• Problem
Starting at the top of the entries below, print each line exactly until the line with "(Value::Object(target), Value::Object(patch)) =>" has been printed too.

(Stored dataset items)
____________________

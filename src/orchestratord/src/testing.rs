// Copyright Materialize, Inc. and contributors. All rights reserved.
//
// Use of this software is governed by the Business Source License
// included in the LICENSE file.
//
// As of the Change Date specified in that file, in accordance with
// the Business Source License, use of this software will be governed
// by the Apache License, Version 2.0.

//! An in-memory API server for controller tests.
//!
//! Objects are stored as JSON keyed by kind, namespace and name. Writes
//! assign UIDs and resource versions the way the real API server does, and
//! merge patches carrying a stale `metadata.resourceVersion` fail with a
//! conflict.

use std::collections::BTreeMap;
use std::sync::{Arc, Mutex, MutexGuard};

use async_trait::async_trait;
use k8s_openapi::api::core::v1::{Pod, PodCondition, PodStatus};
use kube::api::ObjectMeta;
use kube::core::ErrorResponse;
use serde_json::Value;

use crate::k8s::{ClusterApi, Created, ExecOutcome, Kind};

type Key = (String, String, String);

#[derive(Debug, Default)]
struct State {
    objects: BTreeMap<Key, Value>,
    next_version: u64,
    execs: Vec<(String, Vec<String>)>,
    failing_execs: bool,
}

#[derive(Debug, Clone, Default)]
pub struct MemoryApi {
    state: Arc<Mutex<State>>,
}

fn key<K: Kind>(namespace: &str, name: &str) -> Key {
    (K::kind(&()).to_string(), namespace.to_owned(), name.to_owned())
}

fn api_error(code: u16, reason: &str, message: String) -> kube::Error {
    kube::Error::Api(ErrorResponse {
        status: "Failure".into(),
        message,
        reason: reason.into(),
        code,
    })
}

/// Applies an RFC 7386 merge patch.
fn merge(target: &mut Value, patch: &Value) {
    match (target, patch) {
        (Value::Object(target), Value::Object(patch)) => {
            for (k, v) in patch {
                if v.is_null() {
                    target.remove(k);
                } else {
                    merge(target.entry(k.clone()).or_insert(Value::Null), v);
                }
            }
        }
        (target, patch) => *target = patch.clone(),
    }
}

fn labels_match(object: &Value, selector: &str) -> bool {
    selector
        .split(',')
        .filter(|s| !s.is_empty())
        .all(|term| match term.split_once('=') {
            Some((k, v)) => object["metadata"]["labels"][k].as_str() == Some(v),
            None => false,
        })
}

impl MemoryApi {
    pub fn new() -> Self {
        Self::default()
    }

    fn lock(&self) -> MutexGuard<'_, State> {
        self.state.lock().unwrap_or_else(|e| e.into_inner())
    }

    fn bump(state: &mut State, object: &mut Value) {
        state.next_version += 1;
        object["metadata"]["resourceVersion"] = Value::String(state.next_version.to_string());
    }

    /// Stores `object` as is, assigning a UID if it has none.
    pub fn insert<K: Kind>(&self, object: K) {
        let meta = object.meta();
        let namespace = meta.namespace.clone().unwrap_or_else(|| "default".into());
        let name = meta.name.clone().unwrap_or_default();
        let mut value = serde_json::to_value(&object).unwrap();
        value["metadata"]["namespace"] = Value::String(namespace.clone());
        let mut state = self.lock();
        if value["metadata"]["uid"].is_null() {
            value["metadata"]["uid"] = Value::String(format!("uid-{}", state.next_version + 1));
        }
        Self::bump(&mut state, &mut value);
        state.objects.insert(key::<K>(&namespace, &name), value);
    }

    /// Reads an object synchronously.
    pub fn object<K: Kind>(&self, namespace: &str, name: &str) -> Option<K> {
        self.lock()
            .objects
            .get(&key::<K>(namespace, name))
            .map(|v| serde_json::from_value(v.clone()).unwrap())
    }

    /// Edits a stored object in place, as another actor in the cluster would.
    pub fn modify<K: Kind>(&self, namespace: &str, name: &str, f: impl FnOnce(&mut K)) {
        let mut object: K = self.object(namespace, name).expect("object exists");
        f(&mut object);
        self.insert(object);
    }

    /// Creates a pod with the given readiness, as the StatefulSet controller
    /// and kubelet would.
    pub fn set_pod(&self, namespace: &str, name: &str, ready: bool) {
        self.insert(Pod {
            metadata: ObjectMeta {
                name: Some(name.into()),
                namespace: Some(namespace.into()),
                ..Default::default()
            },
            status: Some(PodStatus {
                conditions: Some(vec![PodCondition {
                    type_: "Ready".into(),
                    status: if ready { "True" } else { "False" }.into(),
                    ..Default::default()
                }]),
                ..Default::default()
            }),
            ..Default::default()
        });
    }

    pub fn count<K: Kind>(&self, namespace: &str) -> usize {
        let kind = K::kind(&()).to_string();
        self.lock()
            .objects
            .keys()
            .filter(|(k, ns, _)| *k == kind && ns == namespace)
            .count()
    }

    pub fn execs(&self) -> Vec<(String, Vec<String>)> {
        self.lock().execs.clone()
    }

    pub fn fail_execs(&self, failing: bool) {
        self.lock().failing_execs = failing;
    }
}

#[async_trait]
impl ClusterApi for MemoryApi {
    async fn get<K: Kind>(&self, namespace: &str, name: &str) -> Result<Option<K>, kube::Error> {
        let value = self.lock().objects.get(&key::<K>(namespace, name)).cloned();
        value
            .map(serde_json::from_value)
            .transpose()
            .map_err(kube::Error::SerdeError)
    }

    async fn list<K: Kind>(&self, namespace: &str, labels: &str) -> Result<Vec<K>, kube::Error> {
        let kind = K::kind(&()).to_string();
        let values: Vec<Value> = self
            .lock()
            .objects
            .iter()
            .filter(|((k, ns, _), v)| *k == kind && ns == namespace && labels_match(v, labels))
            .map(|(_, v)| v.clone())
            .collect();
        values
            .into_iter()
            .map(serde_json::from_value)
            .collect::<Result<_, _>>()
            .map_err(kube::Error::SerdeError)
    }

    async fn create<K: Kind>(&self, namespace: &str, object: &K) -> Result<Created, kube::Error> {
        let name = object.meta().name.clone().unwrap_or_default();
        if self.lock().objects.contains_key(&key::<K>(namespace, &name)) {
            return Ok(Created::AlreadyExists);
        }
        let mut object = object.clone();
        object.meta_mut().namespace = Some(namespace.to_owned());
        object.meta_mut().uid = None;
        self.insert(object);
        Ok(Created::New)
    }

    async fn patch<K: Kind>(
        &self,
        namespace: &str,
        name: &str,
        patch: &Value,
    ) -> Result<K, kube::Error> {
        let mut state = self.lock();
        let k = key::<K>(namespace, name);
        let Some(mut current) = state.objects.get(&k).cloned() else {
            return Err(api_error(404, "NotFound", format!("{name} not found")));
        };
        if let Some(expected) = patch["metadata"]["resourceVersion"].as_str() {
            if current["metadata"]["resourceVersion"].as_str() != Some(expected) {
                return Err(api_error(409, "Conflict", format!("{name} has been modified")));
            }
        }
        let mut patch = patch.clone();
        if let Some(p) = patch.as_object_mut() {
            p.remove("status");
        }
        merge(&mut current, &patch);
        Self::bump(&mut state, &mut current);
        state.objects.insert(k, current.clone());
        serde_json::from_value(current).map_err(kube::Error::SerdeError)
    }

    async fn patch_status<K: Kind>(
        &self,
        namespace: &str,
        name: &str,
        patch: &Value,
    ) -> Result<K, kube::Error> {
        let mut state = self.lock();
        let k = key::<K>(namespace, name);
        let Some(mut current) = state.objects.get(&k).cloned() else {
            return Err(api_error(404, "NotFound", format!("{name} not found")));
        };
        let status_patch = serde_json::json!({"status": patch["status"].clone()});
        merge(&mut current, &status_patch);
        Self::bump(&mut state, &mut current);
        state.objects.insert(k, current.clone());
        serde_json::from_value(current).map_err(kube::Error::SerdeError)
    }

    async fn delete<K: Kind>(&self, namespace: &str, name: &str) -> Result<bool, kube::Error> {
        Ok(self
            .lock()
            .objects
            .remove(&key::<K>(namespace, name))
            .is_some())
    }

    async fn delete_all<K: Kind>(&self, namespace: &str, labels: &str) -> Result<(), kube::Error> {
        let kind = K::kind(&()).to_string();
        self.lock()
            .objects
            .retain(|(k, ns, _), v| !(*k == kind && ns == namespace && labels_match(v, labels)));
        Ok(())
    }

    async fn exec(
        &self,
        _namespace: &str,
        pod: &str,
        _container: &str,
        command: Vec<String>,
    ) -> Result<ExecOutcome, kube::Error> {
        let mut state = self.lock();
        state.execs.push((pod.to_owned(), command));
        Ok(ExecOutcome {
            success: !state.failing_execs,
            message: state.failing_execs.then(|| "permission denied".to_owned()),
        })
    }
}

#[cfg(test)]
mod tests {
    use k8s_openapi::api::core::v1::ConfigMap;

    use super::*;

    fn config_map(name: &str, labels: &[(&str, &str)]) -> ConfigMap {
        ConfigMap {
            metadata: ObjectMeta {
                name: Some(name.into()),
                namespace: Some("ns".into()),
                labels: Some(
                    labels
                        .iter()
                        .map(|(k, v)| (k.to_string(), v.to_string()))
                        .collect(),
                ),
                ..Default::default()
            },
            ..Default::default()
        }
    }

    #[tokio::test]
    async fn stale_patches_conflict() {
        let api = MemoryApi::new();
        api.insert(config_map("a", &[]));
        let current: ConfigMap = api.get("ns", "a").await.unwrap().unwrap();
        let rv = current.metadata.resource_version.clone().unwrap();
        let patch = serde_json::json!({"metadata": {"resourceVersion": rv}, "data": {"k": "v"}});
        api.patch::<ConfigMap>("ns", "a", &patch).await.unwrap();
        let err = api.patch::<ConfigMap>("ns", "a", &patch).await.unwrap_err();
        assert!(matches!(err, kube::Error::Api(e) if e.code == 409));
    }

    #[tokio::test]
    async fn label_selection() {
        let api = MemoryApi::new();
        api.insert(config_map("a", &[("app", "citus")]));
        api.insert(config_map("b", &[("app", "other")]));
        let found: Vec<ConfigMap> = api.list("ns", "app=citus").await.unwrap();
        assert_eq!(found.len(), 1);
        api.delete_all::<ConfigMap>("ns", "app=other").await.unwrap();
        assert_eq!(api.count::<ConfigMap>("ns"), 1);
        assert_eq!(
            api.create("ns", &config_map("a", &[])).await.unwrap(),
            Created::AlreadyExists
        );
    }
}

____________________

• Response to the exercise
filename src/orchestratord/src/testing.rs
// Copyright Materialize, Inc. and contributors. All rights reserved.
//
// Use of this software is governed by the Business Source License
// included in the LICENSE file.
//
// As of the Change Date specified in that file, in accordance with
// the Business Source License, use of this software will be governed
// by the Apache License, Version 2.0.

//! An in-memory API server for controller tests.
//!
//! Objects are stored as JSON keyed by kind, namespace and name. Writes
//! assign UIDs and resource versions the way the real API server does, and
//! merge patches carrying a stale `metadata.resourceVersion` fail with a
//! conflict.

use std::collections::BTreeMap;
use std::sync::{Arc, Mutex, MutexGuard};

use async_trait::async_trait;
use k8s_openapi::api::core::v1::{Pod, PodCondition, PodStatus};
use kube::api::ObjectMeta;
use kube::core::ErrorResponse;
use serde_json::Value;

use crate::k8s::{ClusterApi, Created, ExecOutcome, Kind};

type Key = (String, String, String);

#[derive(Debug, Default)]
struct State {
    objects: BTreeMap<Key, Value>,
    next_version: u64,
    execs: Vec<(String, Vec<String>)>,
    failing_execs: bool,
}

#[derive(Debug, Clone, Default)]
pub struct MemoryApi {
    state: Arc<Mutex<State>>,
}

fn key<K: Kind>(namespace: &str, name: &str) -> Key {
    (K::kind(&()).to_string(), namespace.to_owned(), name.to_owned())
}

fn api_error(code: u16, reason: &str, message: String) -> kube::Error {
    kube::Error::Api(ErrorResponse {
        status: "Failure".into(),
        message,
        reason: reason.into(),
        code,
    })
}

/// Applies an RFC 7386 merge patch.
fn merge(target: &mut Value, patch: &Value) {
    match (target, patch) {
        (Value::Object(target), Value::Object(patch)) => {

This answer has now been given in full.